Hi hed.robin,
First let's clear out something: I guess you are using RNASeq reads to quantify gene expression, am I right? If not, please specify which reads you are using and for which purpose.
I have a set of gene sequences. And some sets of reads.
Second: your "set of genes" is a multifasta containing all the gene sequences, or the transcript sequences? This changes things.
So what do you do to check if a gene is really there?
If you want to check gene expression, aligning reads against the transcript sequences or against the reference genome will generate a BAM file (or PSL if you use old programs) that you can then sort by genomic coordinate and give to a quantification algorithm (for example, HTSeq or Cufflinks). These programs count how many reads map on the gene region which is a first number that tells you if the gene is expressed (I guess you mean expressed when you say "in there").
We use read_count /(gene_length*number_of_reads_in_sample)
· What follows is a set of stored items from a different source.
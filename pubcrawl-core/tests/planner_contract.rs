//! Tests for the `Planner` trait using a dummy implementation.

use std::time::Duration;

use geo::Coord;
use pubcrawl_core::{
    Diagnostics, PlanError, PlanRequest, PlanResponse, PlanStatus, Planner, Route, SearchStrategy,
    WALKING_SPEED_METERS_PER_MINUTE,
};
use rstest::rstest;

struct DummyPlanner {
    available: usize,
}

impl Planner for DummyPlanner {
    fn plan(&self, request: &PlanRequest) -> Result<PlanResponse, PlanError> {
        request.validate_for(self.available)?;
        Ok(PlanResponse {
            route: Route::empty(),
            total_distance_meters: 0.0,
            estimated_time_minutes: 0.0 / WALKING_SPEED_METERS_PER_MINUTE,
            requested_count: request.count,
            status: PlanStatus::NoFeasibleRoute,
            diagnostics: Diagnostics {
                solve_time: Duration::ZERO,
                candidates_considered: 0,
                strategy: SearchStrategy::Sampling,
                tours_evaluated: 0,
                feasible_tours: 0,
            },
        })
    }
}

#[rstest]
#[case(3, true)]
#[case(0, false)]
#[case(5, false)]
fn planner_validates_requests(#[case] count: usize, #[case] should_succeed: bool) {
    let planner = DummyPlanner { available: 4 };
    let request = PlanRequest::new(Coord { x: 0.0, y: 0.0 }, Coord { x: 0.01, y: 0.0 }, count);
    assert_eq!(planner.plan(&request).is_ok(), should_succeed);
}

#[rstest]
fn validation_failures_surface_as_invalid_request() {
    let planner = DummyPlanner { available: 4 };
    let request = PlanRequest::new(Coord { x: 0.0, y: 0.0 }, Coord { x: 0.01, y: 0.0 }, 1)
        .with_uniformity_weight(2.0);
    let err = planner.plan(&request).expect_err("weight out of range");
    assert!(matches!(err, PlanError::InvalidRequest(_)));
}

#[rstest]
fn planners_are_usable_as_trait_objects() {
    let planner: Box<dyn Planner> = Box::new(DummyPlanner { available: 1 });
    let request = PlanRequest::new(Coord { x: 0.0, y: 0.0 }, Coord { x: 0.01, y: 0.0 }, 1);
    let response = planner.plan(&request).expect("valid request");
    assert_eq!(response.route.pub_count(), 0);
    assert!(response.status.is_degraded());
}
This sounds fair enough to me as a normalization rule. Bioinformatics is a dirty science in this context, you can always have situations like the one you described, but you have to look for the big picture. If you want to understand better why people use these normalization calculations, here is a very good article imho:
http://www.rna-seqblog.com/rpkm-fpkm-and-tpm-clearly-explained/
for some reason the reads might only map on a certain region of a gene
My PhD project is forcing me to deal with this problem. If you know which genes might show this behaviour, I strongly recommend you to do a couple of things: either running cuffdiff providing a GFF3 list of exons as "genes" (I know it's against "the rules", but works) and see for the genes you are interested in, if the expression is only on one exon and not on all the gene. Another way is to use JBrowse ( http://jbrowse.org/ ) to graphically assess where your reads map. You can easily install it in your /var/www directory and load tracks. But maybe try the first one before, it's quick and dirty but gives you an idea.
No, it is not RNAseq, it is DNA, so I guess it is sorta like lights off and on.